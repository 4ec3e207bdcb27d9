#![deny(
    unsafe_code,
    missing_docs,
    dead_code,
    unused_results,
    non_snake_case,
    unreachable_pub
)]

//! Authoritative reference world for Wayfarer.
//!
//! The world owns dense per-layer terrain and a set of tagged markers. It
//! mutates only through [`apply`], reports every change as an [`Event`], and
//! exposes read access through the [`query`] module and its
//! [`WorldQuery`] implementation.

mod terrain;

use std::collections::{BTreeMap, BTreeSet};

use tracing::debug;
use wayfarer_core::{
    Command, ContinuousPosition, Event, Footprint, GoalClassification, GridPosition, LayerId,
    LayerRegistry, MarkerId, RejectionReason, TerrainClass, WorldQuery,
};

use crate::terrain::TerrainGrid;

/// Extent of every layer measured in cells.
#[derive(Clone, Copy, Debug, PartialEq, Eq, Hash)]
pub struct GridDimensions {
    width: u32,
    height: u32,
    depth: u32,
}

impl GridDimensions {
    /// Creates a new extent description.
    #[must_use]
    pub const fn new(width: u32, height: u32, depth: u32) -> Self {
        Self {
            width,
            height,
            depth,
        }
    }

    /// Number of columns.
    #[must_use]
    pub const fn width(&self) -> u32 {
        self.width
    }

    /// Number of rows.
    #[must_use]
    pub const fn height(&self) -> u32 {
        self.height
    }

    /// Number of elevation levels.
    #[must_use]
    pub const fn depth(&self) -> u32 {
        self.depth
    }

    /// Total number of cells in one layer.
    #[must_use]
    pub fn cell_count(&self) -> usize {
        let cells = u64::from(self.width) * u64::from(self.height) * u64::from(self.depth);
        usize::try_from(cells).unwrap_or(0)
    }

    /// Reports whether the cell's coordinates fall inside the extent.
    #[must_use]
    pub fn contains(&self, position: GridPosition) -> bool {
        within(position.x(), self.width)
            && within(position.y(), self.height)
            && within(position.z(), self.depth)
    }
}

fn within(value: i32, extent: u32) -> bool {
    u32::try_from(value).map_or(false, |value| value < extent)
}

#[derive(Clone, Debug)]
struct Marker {
    tags: BTreeSet<String>,
    position: ContinuousPosition,
    footprint: Footprint,
}

/// Represents the authoritative Wayfarer world state.
#[derive(Clone, Debug)]
pub struct World {
    layers: LayerRegistry,
    dimensions: GridDimensions,
    terrain: BTreeMap<LayerId, TerrainGrid>,
    markers: BTreeMap<MarkerId, Marker>,
    next_marker: MarkerId,
}

impl World {
    /// Creates a world whose registered layers are filled with default terrain.
    #[must_use]
    pub fn new(layers: LayerRegistry, dimensions: GridDimensions) -> Self {
        let terrain = layers
            .iter()
            .map(|layer| {
                (
                    layer.id(),
                    TerrainGrid::filled(dimensions, TerrainClass::default()),
                )
            })
            .collect();

        Self {
            layers,
            dimensions,
            terrain,
            markers: BTreeMap::new(),
            next_marker: MarkerId::new(0),
        }
    }

    fn validate_cell(&self, position: GridPosition) -> Result<(), RejectionReason> {
        if !self.layers.contains(position.layer()) {
            return Err(RejectionReason::UnknownLayer(position.layer()));
        }
        if !self.dimensions.contains(position) {
            return Err(RejectionReason::OutOfBounds(position));
        }
        Ok(())
    }

    fn allocate_marker(&mut self) -> MarkerId {
        let marker = self.next_marker;
        self.next_marker = MarkerId::new(marker.get().saturating_add(1));
        marker
    }
}

/// Applies the provided command to the world, mutating state deterministically.
pub fn apply(world: &mut World, command: Command, out_events: &mut Vec<Event>) {
    let outcome = match command {
        Command::SetTerrain { position, terrain } => set_terrain(world, position, terrain),
        Command::PlaceMarker {
            tags,
            position,
            footprint,
        } => place_marker(world, tags, position, footprint),
        Command::MoveMarker { marker, position } => move_marker(world, marker, position),
        Command::RemoveMarker { marker } => remove_marker(world, marker),
    };

    match outcome {
        Ok(Some(event)) => out_events.push(event),
        Ok(None) => {}
        Err(reason) => {
            debug!(?reason, "world rejected command");
            out_events.push(Event::CommandRejected { reason });
        }
    }
}

fn set_terrain(
    world: &mut World,
    position: GridPosition,
    terrain: TerrainClass,
) -> Result<Option<Event>, RejectionReason> {
    world.validate_cell(position)?;
    let previous = world
        .terrain
        .get_mut(&position.layer())
        .and_then(|grid| grid.set(position, terrain))
        .ok_or(RejectionReason::OutOfBounds(position))?;

    if previous == terrain {
        return Ok(None);
    }

    Ok(Some(Event::TerrainChanged {
        position,
        previous,
        current: terrain,
    }))
}

fn place_marker(
    world: &mut World,
    tags: Vec<String>,
    position: ContinuousPosition,
    footprint: Footprint,
) -> Result<Option<Event>, RejectionReason> {
    world.validate_cell(position.cell())?;
    let marker = world.allocate_marker();
    let _ = world.markers.insert(
        marker,
        Marker {
            tags: tags.into_iter().collect(),
            position,
            footprint,
        },
    );

    Ok(Some(Event::MarkerPlaced {
        marker,
        position,
        footprint,
    }))
}

fn move_marker(
    world: &mut World,
    marker: MarkerId,
    position: ContinuousPosition,
) -> Result<Option<Event>, RejectionReason> {
    world.validate_cell(position.cell())?;
    let state = world
        .markers
        .get_mut(&marker)
        .ok_or(RejectionReason::MissingMarker(marker))?;
    let from = std::mem::replace(&mut state.position, position);

    Ok(Some(Event::MarkerMoved {
        marker,
        from,
        to: position,
        footprint: state.footprint,
    }))
}

fn remove_marker(world: &mut World, marker: MarkerId) -> Result<Option<Event>, RejectionReason> {
    let state = world
        .markers
        .remove(&marker)
        .ok_or(RejectionReason::MissingMarker(marker))?;

    Ok(Some(Event::MarkerRemoved {
        marker,
        position: state.position,
        footprint: state.footprint,
    }))
}

impl WorldQuery for World {
    fn terrain(&self, position: GridPosition) -> Option<TerrainClass> {
        query::terrain_at(self, position)
    }

    fn resolve_goal(&self, classification: &GoalClassification, out: &mut Vec<GridPosition>) {
        match classification {
            GoalClassification::Tag(tag) => {
                out.extend(
                    self.markers
                        .values()
                        .filter(|marker| marker.tags.contains(tag))
                        .flat_map(|marker| marker.position.overlapped_cells(marker.footprint))
                        .filter(|cell| self.validate_cell(*cell).is_ok()),
                );
            }
            GoalClassification::Terrain(terrain) => {
                for (layer, grid) in &self.terrain {
                    grid.collect_matching(*layer, *terrain, out);
                }
            }
            GoalClassification::Cell(position) => {
                if self.validate_cell(*position).is_ok() {
                    out.push(*position);
                }
            }
        }
    }
}

/// Query functions that provide read-only access to the world state.
pub mod query {
    use wayfarer_core::{
        ContinuousPosition, Footprint, GridPosition, LayerRegistry, MarkerId, TerrainClass,
    };

    use super::{GridDimensions, World};

    /// Provides read-only access to the layer registry the world validates against.
    #[must_use]
    pub fn layers(world: &World) -> &LayerRegistry {
        &world.layers
    }

    /// Extent shared by every layer.
    #[must_use]
    pub fn dimensions(world: &World) -> GridDimensions {
        world.dimensions
    }

    /// Terrain of the cell, or `None` outside the world.
    #[must_use]
    pub fn terrain_at(world: &World, position: GridPosition) -> Option<TerrainClass> {
        world
            .terrain
            .get(&position.layer())
            .and_then(|grid| grid.get(position))
    }

    /// Captures a read-only view of the markers placed in the world.
    #[must_use]
    pub fn marker_view(world: &World) -> MarkerView {
        let snapshots = world
            .markers
            .iter()
            .map(|(id, marker)| MarkerSnapshot {
                id: *id,
                tags: marker.tags.iter().cloned().collect(),
                position: marker.position,
                footprint: marker.footprint,
            })
            .collect();
        MarkerView { snapshots }
    }

    /// Read-only snapshot describing all markers, ordered by identifier.
    #[derive(Clone, Debug, Default)]
    pub struct MarkerView {
        snapshots: Vec<MarkerSnapshot>,
    }

    impl MarkerView {
        /// Iterator over the captured marker snapshots in deterministic order.
        pub fn iter(&self) -> impl Iterator<Item = &MarkerSnapshot> {
            self.snapshots.iter()
        }

        /// Snapshot of the marker with the provided identifier.
        #[must_use]
        pub fn get(&self, id: MarkerId) -> Option<&MarkerSnapshot> {
            self.snapshots.iter().find(|snapshot| snapshot.id == id)
        }

        /// Consumes the view, yielding the underlying snapshots.
        #[must_use]
        pub fn into_vec(self) -> Vec<MarkerSnapshot> {
            self.snapshots
        }
    }

    /// Immutable representation of a single marker used for queries.
    #[derive(Clone, Debug, PartialEq)]
    pub struct MarkerSnapshot {
        /// Identifier allocated by the world.
        pub id: MarkerId,
        /// Tags sorted alphabetically.
        pub tags: Vec<String>,
        /// Current location of the marker.
        pub position: ContinuousPosition,
        /// Area the marker occupies.
        pub footprint: Footprint,
    }
}
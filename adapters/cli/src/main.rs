#![deny(
    unsafe_code,
    missing_docs,
    dead_code,
    unused_results,
    non_snake_case,
    unreachable_pub
)]

//! Command-line adapter that runs seek and avoidance searches over a scenario.

mod report;
mod scenario;

use std::{path::PathBuf, sync::Arc};

use anyhow::{Context, Result};
use clap::{Args, Parser, Subcommand};
use tracing::{debug, info};
use tracing_subscriber::EnvFilter;
use wayfarer_core::{GoalClassification, GridPosition, LayerId};
use wayfarer_system_invalidation::{DirtyRegionHub, Invalidation, StaleCells};
use wayfarer_system_pathfinding::{
    AvoidanceBuilder, BuildFinder, Finder, FinderBuilder, SeekBuilder,
};

use crate::scenario::Scenario;

/// Plans seek and avoidance paths over a grid scenario.
#[derive(Debug, Parser)]
#[command(name = "wayfarer", version)]
struct Cli {
    #[command(subcommand)]
    mode: Mode,
}

#[derive(Debug, Subcommand)]
enum Mode {
    /// Walks towards the cheapest reachable goal.
    Seek(SearchArgs),
    /// Flees to the reachable cell farthest from every goal.
    Avoid(SearchArgs),
}

#[derive(Debug, Args)]
struct SearchArgs {
    /// Scenario file describing the map, cost profile and markers.
    #[arg(long)]
    scenario: PathBuf,

    /// Start cell as `x,y`.
    #[arg(long, value_parser = parse_cell)]
    start: (i32, i32),

    /// Layer the search runs on; defaults to the scenario's map layer.
    #[arg(long)]
    layer: Option<u16>,

    /// Largest accumulated cost to explore; defaults to the scenario's radius.
    #[arg(long)]
    radius: Option<f32>,

    /// Goal tag, repeatable; replaces the scenario's goals.
    #[arg(long = "goal")]
    goals: Vec<String>,

    /// Caps the number of nodes a single expansion may settle.
    #[arg(long)]
    expansion_limit: Option<usize>,

    /// Prints the map with the path overlaid.
    #[arg(long)]
    draw: bool,
}

/// Entry point for the Wayfarer command-line interface.
fn main() -> Result<()> {
    tracing_subscriber::fmt()
        .with_env_filter(
            EnvFilter::try_from_default_env().unwrap_or_else(|_| EnvFilter::new("warn")),
        )
        .with_writer(std::io::stderr)
        .init();

    let cli = Cli::parse();
    let output = match &cli.mode {
        Mode::Seek(args) => run(args, false)?,
        Mode::Avoid(args) => run(args, true)?,
    };
    print!("{output}");
    Ok(())
}

fn run(args: &SearchArgs, avoidance: bool) -> Result<String> {
    let scenario = Scenario::load(&args.scenario)?;
    let (world, events) = scenario.build_world()?;

    let hub = DirtyRegionHub::new();
    let painted = Arc::new(StaleCells::new());
    let _ = hub.subscribe(&painted);
    let dispatched = Invalidation::new().handle(&events, &hub);
    debug!(
        cells = dispatched.cells,
        stale = painted.len(),
        "scenario setup dirtied the map"
    );

    let radius = args
        .radius
        .or(scenario.radius())
        .context("no search radius given; pass --radius or set `radius` in the scenario")?;
    let finder = if avoidance {
        Finder::from(configure(AvoidanceBuilder::new(), args, &scenario, radius)?)
    } else {
        Finder::from(configure(SeekBuilder::new(), args, &scenario, radius)?)
    };

    let layer = args.layer.map_or(scenario.layer(), LayerId::new);
    let (x, y) = args.start;
    let start = GridPosition::new(layer, x, y, 0);
    info!(?start, radius, avoidance, "running search");

    let outcome = finder.search(&world, start);
    let mut output = report::describe(&outcome, avoidance);
    if args.draw {
        if let Some(path) = outcome.path() {
            output.push_str(&report::draw(scenario.rows(), path));
        }
    }
    Ok(output)
}

fn configure<F>(
    mut builder: FinderBuilder<F>,
    args: &SearchArgs,
    scenario: &Scenario,
    radius: f32,
) -> Result<F>
where
    F: BuildFinder,
{
    let _ = builder.with_search_radius(radius)?;
    if args.goals.is_empty() {
        for goal in scenario.goals() {
            let _ = builder.with_goal(goal)?;
        }
    } else {
        for goal in &args.goals {
            let _ = builder.with_goal(GoalClassification::tag(goal.as_str()))?;
        }
    }
    if let Some(limit) = args.expansion_limit {
        let _ = builder.with_expansion_limit(limit)?;
    }

    builder
        .build(Arc::new(scenario.profile().clone()))
        .context("failed to configure finder")
}

fn parse_cell(value: &str) -> Result<(i32, i32), String> {
    let (x, y) = value
        .split_once(',')
        .ok_or_else(|| format!("expected `x,y`, received `{value}`"))?;
    let x = x
        .trim()
        .parse()
        .map_err(|_| format!("invalid x coordinate `{x}`"))?;
    let y = y
        .trim()
        .parse()
        .map_err(|_| format!("invalid y coordinate `{y}`"))?;
    Ok((x, y))
}
//! Lazy staleness tracking for caches subscribed to the hub.

use std::{
    collections::BTreeSet,
    sync::{Mutex, MutexGuard, PoisonError},
};

use wayfarer_core::{GridPosition, LayerId};

use crate::hub::{DirtyListener, ListenerError};

/// Set of cells whose cached data must be recomputed before next use.
///
/// Recording is idempotent, so duplicate notifications for one cell collapse
/// into a single stale entry.
#[derive(Debug, Default)]
pub struct StaleCells {
    layer: Option<LayerId>,
    cells: Mutex<BTreeSet<GridPosition>>,
}

impl StaleCells {
    /// Creates a tracker that records cells on every layer.
    #[must_use]
    pub fn new() -> Self {
        Self::default()
    }

    /// Creates a tracker that ignores cells outside the provided layer.
    #[must_use]
    pub fn for_layer(layer: LayerId) -> Self {
        Self {
            layer: Some(layer),
            cells: Mutex::default(),
        }
    }

    /// Reports whether the cell has been marked since the last drain.
    #[must_use]
    pub fn is_stale(&self, position: GridPosition) -> bool {
        self.lock().contains(&position)
    }

    /// Number of distinct stale cells.
    #[must_use]
    pub fn len(&self) -> usize {
        self.lock().len()
    }

    /// Reports whether no cell is stale.
    #[must_use]
    pub fn is_empty(&self) -> bool {
        self.lock().is_empty()
    }

    /// Removes and returns the stale cells in ascending order.
    #[must_use]
    pub fn drain(&self) -> Vec<GridPosition> {
        std::mem::take(&mut *self.lock()).into_iter().collect()
    }

    /// Forgets every stale cell.
    pub fn clear(&self) {
        self.lock().clear();
    }

    fn lock(&self) -> MutexGuard<'_, BTreeSet<GridPosition>> {
        self.cells.lock().unwrap_or_else(PoisonError::into_inner)
    }
}

impl DirtyListener for StaleCells {
    fn mark_dirty(&self, position: GridPosition) -> Result<(), ListenerError> {
        if self.layer.map_or(true, |layer| layer == position.layer()) {
            let _ = self.lock().insert(position);
        }
        Ok(())
    }
}

#[cfg(test)]
mod tests {
    use super::*;

    #[test]
    fn duplicate_marks_collapse() {
        let stale = StaleCells::new();
        let cell = GridPosition::new(LayerId::GROUND, 2, 3, 0);

        stale.mark_dirty(cell).expect("recording never fails");
        stale.mark_dirty(cell).expect("recording never fails");

        assert_eq!(stale.len(), 1);
        assert!(stale.is_stale(cell));
        assert_eq!(stale.drain(), vec![cell]);
        assert!(stale.is_empty());
    }

    #[test]
    fn layer_filter_ignores_other_layers() {
        let stale = StaleCells::for_layer(LayerId::ACTOR);

        stale
            .mark_dirty(GridPosition::new(LayerId::GROUND, 0, 0, 0))
            .expect("recording never fails");
        stale
            .mark_dirty(GridPosition::new(LayerId::ACTOR, 0, 0, 0))
            .expect("recording never fails");

        assert_eq!(
            stale.drain(),
            vec![GridPosition::new(LayerId::ACTOR, 0, 0, 0)]
        );
    }
}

WHAT YOU WILL DO: Whenever the word "draw" appears in a line of the listing, report that line.

RESPONSE FOR THIS EXERCISE:
    draw: bool,
    if args.draw {
            output.push_str(&report::draw(scenario.rows(), path));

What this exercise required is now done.